- _What the exercise asks_
Counting only lines below that contain the string "source", give the total as a single number.

- _Data section_
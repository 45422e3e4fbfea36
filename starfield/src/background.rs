//! Builds the base canvas the stars are composited onto.

use std::path::{Path, PathBuf};
use std::str::FromStr;

use image::imageops::FilterType;
use image::DynamicImage;
use strum_macros::{Display, EnumString};

use crate::canvas::Canvas;
use crate::color::Color;
use crate::config::Size;
use crate::error::{ConfigError, Error, Result};

const RESIZE_FILTER: FilterType = FilterType::Lanczos3;

#[derive(Debug, Clone, PartialEq, Eq)]
pub enum BackgroundSpec {
    Color(Color),
    Image(PathBuf),
}

impl FromStr for BackgroundSpec {
    type Err = ConfigError;

    /// `#`-prefixed strings and bare 3/6-digit hex strings are colors,
    /// anything else is an image path.
    fn from_str(s: &str) -> std::result::Result<Self, Self::Err> {
        if s.is_empty() || s.starts_with('#') || Color::is_bare_hex(s) {
            return Color::from_hex(s).map(BackgroundSpec::Color);
        }
        Ok(BackgroundSpec::Image(PathBuf::from(s)))
    }
}

/// How a background image is mapped onto a canvas of a different shape.
#[derive(Debug, Clone, Copy, PartialEq, Eq, Default, EnumString, Display)]
#[strum(serialize_all = "lowercase")]
pub enum FitMode {
    /// Scale to cover the canvas keeping aspect ratio, then center-crop.
    #[default]
    Cover,
    /// Scale each axis independently to the canvas size.
    Stretch,
}

/// Produces a canvas of exactly `size` from the background spec.
pub fn resolve_background(size: Size, spec: &BackgroundSpec, fit: FitMode) -> Result<Canvas> {
    match spec {
        BackgroundSpec::Color(color) => {
            log::debug!("Filling {} background with {}", size, color);
            Ok(Canvas::new_filled(size.width(), size.height(), *color))
        }
        BackgroundSpec::Image(path) => {
            let image = load_image(path)?;
            log::debug!(
                "Loaded background {} ({}x{}), fitting to {} ({})",
                path.display(),
                image.width(),
                image.height(),
                size,
                fit
            );
            Ok(fit_image(&image, size, fit))
        }
    }
}

fn load_image(path: &Path) -> Result<DynamicImage> {
    image::open(path).map_err(|source| Error::BackgroundLoad {
        path: path.to_path_buf(),
        source,
    })
}

/// Resizes `image` to exactly `size` using `fit`.
pub fn fit_image(image: &DynamicImage, size: Size, fit: FitMode) -> Canvas {
    let (width, height) = (size.width(), size.height());

    if image.width() == width && image.height() == height {
        return Canvas::from(image.to_rgb8());
    }

    let resized = match fit {
        FitMode::Cover => image.resize_to_fill(width, height, RESIZE_FILTER),
        FitMode::Stretch => image.resize_exact(width, height, RESIZE_FILTER),
    };

    Canvas::from(resized.to_rgb8())
}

- _Task response_
2